Several scientists have expressed similar sentiments. Richard Dawkins, in a review of this book, said regarding the discussion of Lacan:We do not need the mathematical expertise of Sokal and Bricmont to assure us that the author of this stuff is a fake. Perhaps he is genuine when he speaks of non-scientific subjects? But a philosopher who is caught equating the erectile organ to the square root of minus one has, for my money, blown his credentials when it comes to things that I don't know anything about.Noam Chomsky called the book "very important", and said that "a lot of the so-called 'left' criticism [of science] seems to be pure nonsense."

===Criticism===

Limiting her considerations to physics, science historian Mara Beller maintained that it was not entirely fair to blame contemporary postmodern philosophers for drawing nonsensical conclusions from quantum physics, since many such conclusions were drawn by some of the leading quantum physicists themselves, such as Bohr or Heisenberg when they ventured into philosophy.

====Regarding Lacan====
Bruce Fink offers a critique in his book Lacan to the Letter, in which he accuses Sokal and Bricmont of demanding that "serious writing" do nothing other than "convey clear meanings". Fink asserts that some concepts which the authors consider arbitrary or meaningless do have roots in the history of linguistics, and that Lacan is explicitly using mathematical concepts in a metaphoric way, not claiming that his concepts are mathematically founded. He takes Sokal and Bricmont to task for elevating a disagreement with Lacan's choice of writing styles to an attack on his thought, which, in Fink's assessment, they fail to understand. Fink says that "Lacan could easily assume that his faithful seminar public...would go to the library or the bookstore and 'bone up' on at least some of his passing allusions."

Similar to Fink, a review by John Sturrock in the London Review of Books accuses Sokal and Bricmont of "linguistic reductionism", claiming that they misunderstood the genres and language uses of their intended quarries.

This point has been disputed by Arkady Plotnitsky (one of the authors mentioned by Sokal in his original hoax). Plotnitsky says that "some of their claims concerning mathematical objects in question and specifically complex numbers are incorrect", specifically attacking their statement that complex numbers and irrational numbers "have nothing to do with one another". Plotnitsky here defends Lacan's view "of imaginary numbers as an extension of the idea of rational numbers—both in the general conceptual sense, extending to its ancient mathematical and philosophical origins...and in the sense of modern algebra." The first of these two senses refers to the fact that the extension of real numbers to complex numbers mirrors the extension of rationals to reals, as Plotnitsky points out with a quote from Leibniz: "From the irrationals are born the impossible or imaginary quantities whose nature is very strange but whose usefulness is not to be despised."
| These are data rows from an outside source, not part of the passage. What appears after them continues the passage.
//! Flat-name family clustering.
//!
//! For languages whose names carry no structural delimiter (COBOL program
//! names and the like), families are inferred by depth-bounded prefix
//! bucketing: expand leaves one character at a time, merge undersized
//! buckets into their nearest sibling by prefix edit distance, then cut the
//! tree where the breakpoint heuristic says subdivision stops being
//! productive. Heuristic, not exact — thresholds are configuration.

use provenance_core::config::ClassifyConfig;
use provenance_core::types::collections::{FxHashMap, FxHashSet};
use provenance_core::types::symbol::SymbolRef;
use tracing::trace;

use crate::similarity::edit_distance;
use crate::tree::{NodeId, Segmenter, SymbolTree};

/// One inferred family: a common prefix and the symbols behind it.
#[derive(Debug, Clone)]
pub struct Family {
    pub prefix: String,
    pub members: Vec<SymbolRef>,
}

/// Builds depth-bounded prefix trees over flat names.
pub struct FamilyClusterer {
    min_family_size: usize,
    min_prefix_len: u32,
}

impl FamilyClusterer {
    pub fn new(config: &ClassifyConfig) -> Self {
        Self {
            min_family_size: config.effective_min_family_size(),
            min_prefix_len: config.effective_min_prefix_len(),
        }
    }

    pub fn with_thresholds(min_family_size: usize, min_prefix_len: u32) -> Self {
        Self {
            min_family_size,
            min_prefix_len,
        }
    }

    /// Build the family tree: seed one root bucket with all items, run
    /// `max_depth - 1` expansion passes, then compute breakpoints.
    pub fn build_tree(&self, items: Vec<SymbolRef>, max_depth: usize) -> SymbolTree {
        let mut tree = SymbolTree::new(Segmenter::FixedPrefix);
        tree.node_mut(SymbolTree::ROOT).members = items;

        for _ in 1..max_depth {
            self.increase_depth(&mut tree);
        }
        compute_breakpoints(&mut tree);
        tree
    }

    /// One expansion pass: split every non-empty leaf bucket on the next
    /// prefix character, merging undersized sub-buckets into siblings.
    fn increase_depth(&self, tree: &mut SymbolTree) {
        let leaves: Vec<NodeId> = tree
            .depth_first()
            .into_iter()
            .filter(|&id| tree.node(id).is_leaf() && !tree.node(id).members.is_empty())
            .collect();

        for leaf in leaves {
            self.expand_leaf(tree, leaf);
        }
    }

    fn expand_leaf(&self, tree: &mut SymbolTree, leaf: NodeId) {
        let prefix_len = tree.node(leaf).depth as usize + 1;

        // Candidate sub-buckets keyed by the first `prefix_len` characters,
        // in first-encounter order. Members too short for this depth stay
        // in the ancestor's member list.
        let mut order: Vec<String> = Vec::new();
        let mut buckets: FxHashMap<String, Vec<SymbolRef>> = FxHashMap::default();
        for member in tree.node(leaf).members.clone() {
            let chars: Vec<char> = member.name.chars().collect();
            if chars.len() < prefix_len {
                trace!(name = %member.name, prefix_len, "name too short for sub-bucketing");
                continue;
            }
            let prefix: String = chars[..prefix_len].iter().collect();
            if !buckets.contains_key(&prefix) {
                order.push(prefix.clone());
            }
            buckets.entry(prefix).or_default().push(member);
        }

        // Merge pass: an undersized bucket folds into the candidate with
        // the smallest prefix edit distance. First encountered with a
        // strictly smaller distance wins; buckets already merged away this
        // pass are excluded. A sole undersized bucket with no sibling is
        // simply not created.
        let mut removed: FxHashSet<String> = FxHashSet::default();
        for i in 0..order.len() {
            let prefix = order[i].clone();
            if removed.contains(&prefix) {
                continue;
            }
            if buckets[&prefix].len() >= self.min_family_size {
                continue;
            }

            let mut best: Option<(String, usize)> = None;
            for candidate in &order {
                if candidate == &prefix || removed.contains(candidate) {
                    continue;
                }
                let dist = edit_distance(&prefix, candidate);
                if best.as_ref().map_or(true, |(_, d)| dist < *d) {
                    best = Some((candidate.clone(), dist));
                }
            }

            let moved = buckets.remove(&prefix).unwrap_or_default();
            removed.insert(prefix.clone());
            if let Some((target, dist)) = best {
                trace!(from = %prefix, to = %target, dist, "merging undersized bucket");
                buckets.entry(target).or_default().extend(moved);
            }
            // No sibling at all: members stay in the parent bucket.
        }

        for prefix in order {
            if removed.contains(&prefix) {
                continue;
            }
            let members = buckets.remove(&prefix).unwrap_or_default();
            let child = tree.add_child(leaf, &prefix);
            tree.node_mut(child).members = members;
        }
    }

    /// Terminal families, depth-first.
    ///
    /// A node is terminal when it has no children, or when no breakpoint
    /// exists anywhere in its subtree and its depth exceeds the minimum
    /// informative prefix length. Otherwise descend — emitting, at
    /// informative depths, the members too short to have entered any child
    /// so the documented short-name filter is the only loss.
    pub fn families(&self, tree: &SymbolTree) -> Vec<Family> {
        let mut out = Vec::new();
        let mut stack = vec![SymbolTree::ROOT];

        while let Some(id) = stack.pop() {
            let node = tree.node(id);

            if node.is_leaf() {
                if !node.members.is_empty() {
                    out.push(Family {
                        prefix: node.full_path.clone(),
                        members: node.members.clone(),
                    });
                }
                continue;
            }

            if !subtree_has_breakpoint(tree, id) && node.depth > self.min_prefix_len {
                out.push(Family {
                    prefix: node.full_path.clone(),
                    members: node.members.clone(),
                });
                continue;
            }

            let leftover: Vec<SymbolRef> = node
                .members
                .iter()
                .filter(|m| m.name.chars().count() as u32 == node.depth)
                .cloned()
                .collect();
            if !leftover.is_empty() && node.depth > self.min_prefix_len {
                out.push(Family {
                    prefix: node.full_path.clone(),
                    members: leftover,
                });
            }

            for &child in node.children.iter().rev() {
                stack.push(child);
            }
        }

        out
    }
}

/// Bottom-up breakpoint computation: a node breaks when it has more
/// distinct sub-families than the average sub-family size would predict.
fn compute_breakpoints(tree: &mut SymbolTree) {
    // Reversed preorder visits children before their parent.
    let order = tree.depth_first();
    for id in order.into_iter().rev() {
        let node = tree.node(id);
        if node.is_leaf() {
            continue;
        }
        let sizes: Vec<usize> = node
            .children
            .iter()
            .map(|&c| tree.node(c).members.len())
            .collect();
        let sum: usize = sizes.iter().sum();
        let mean = sum as f64 / sizes.len() as f64;
        tree.node_mut(id).breakpoint = (sizes.len() as f64) > mean && sum != 0;
    }
}

fn subtree_has_breakpoint(tree: &SymbolTree, id: NodeId) -> bool {
    let mut stack = vec![id];
    while let Some(n) = stack.pop() {
        let node = tree.node(n);
        if node.breakpoint {
            return true;
        }
        stack.extend(node.children.iter().copied());
    }
    false
}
Plotnitsky nevertheless agrees with Sokal and Bricmont that the "square root of −1" which Lacan discusses (and for which Plotnitsky introduces the symbol $\scriptstyle (L)\sqrt{-1}$) is not, in spite of its identical name, "identical, directly linked, or even metaphorized via the mathematical square root of −1", and that the latter "is not the erectile organ".
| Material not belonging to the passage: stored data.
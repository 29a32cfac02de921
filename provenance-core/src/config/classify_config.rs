//! Classification engine configuration.

use serde::{Deserialize, Serialize};

use crate::constants;

/// Tunable thresholds for the classification engine.
///
/// Every field is optional; `effective_*` accessors fall back to the
/// defaults in `constants`. Loaded from TOML when a config file exists.
#[derive(Debug, Clone, Serialize, Deserialize, Default)]
#[serde(default)]
pub struct ClassifyConfig {
    /// Smallest family the clusterer emits. Default: 3.
    pub min_family_size: Option<usize>,
    /// Depth bound for flat-name prefix expansion. Default: 6.
    pub max_cluster_depth: Option<usize>,
    /// Minimum informative prefix length. Default: 2.
    pub min_prefix_len: Option<u32>,
    /// Minimum adjacent-probability gap for a confident prediction.
    /// Default: 0.20.
    pub min_confidence_gap: Option<f64>,
    /// Depth above which the walker treats segments as organizational
    /// namespaces and never queries the catalog. Default: 2.
    pub skip_depth: Option<u32>,
    /// Web-evidence endpoint; unset means the online path is disabled.
    pub evidence_endpoint: Option<String>,
    /// Per-lookup evidence timeout in seconds. Default: 10.
    pub evidence_timeout_secs: Option<u64>,
}

impl ClassifyConfig {
    /// Parse from a TOML string.
    pub fn from_toml_str(raw: &str) -> Result<Self, toml::de::Error> {
        toml::from_str(raw)
    }

    pub fn effective_min_family_size(&self) -> usize {
        self.min_family_size.unwrap_or(constants::MIN_FAMILY_SIZE)
    }

    pub fn effective_max_cluster_depth(&self) -> usize {
        self.max_cluster_depth
            .unwrap_or(constants::MAX_CLUSTER_DEPTH)
    }

    pub fn effective_min_prefix_len(&self) -> u32 {
        self.min_prefix_len.unwrap_or(constants::MIN_PREFIX_LEN)
    }

    pub fn effective_min_confidence_gap(&self) -> f64 {
        self.min_confidence_gap
            .unwrap_or(constants::MIN_CONFIDENCE_GAP)
    }

    pub fn effective_skip_depth(&self) -> u32 {
        self.skip_depth.unwrap_or(constants::ORG_NAMESPACE_DEPTH)
    }

    pub fn effective_evidence_timeout_secs(&self) -> u64 {
        self.evidence_timeout_secs
            .unwrap_or(constants::EVIDENCE_TIMEOUT_SECS)
    }
}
==== Regarding Irigaray ====
While Fink and Plotnitsky question Sokal and Bricmont's right to say what definitions of scientific terms are correct, cultural theorists and literary critics Andrew Milner and Jeff Browitt acknowledge that right, seeing it as "defend[ing] their disciplines against what they saw as a misappropriation of key terms and concepts" by writers such as Jacques Lacan and Luce Irigaray. However, they point out that Irigaray might still be correct in asserting that E = mc^{2} is a "masculinist" equation, since "the social genealogy of a proposition has no logical bearing on its truth value." In other words, gender factors may influence which of many possible scientific truths are discovered. They also suggest that, in criticising Irigaray, Sokal and Bricmont sometimes go beyond their area of expertise in the sciences and simply express a differing position on gender politics.

==== Derrida ====
In his response, first published in Le Monde as "Sokal and Bricmont Aren't Serious", Jacques Derrida writes that the Sokal hoax is rather "sad", not only because Alan Sokal's name is now linked primarily to a hoax rather than science, but also because the chance to reflect seriously on this issue has been ruined for a broad public forum that deserves better. Derrida reminds his readers that science and philosophy have long debated their likenesses and differences in the discipline of epistemology, but certainly not with such an emphasis on the nationality of the philosophers or scientists. He calls it ridiculous and weird that there are intensities of treatment by the scientists, in particular, that he was "much less badly treated", when in fact he was the main target of the US press.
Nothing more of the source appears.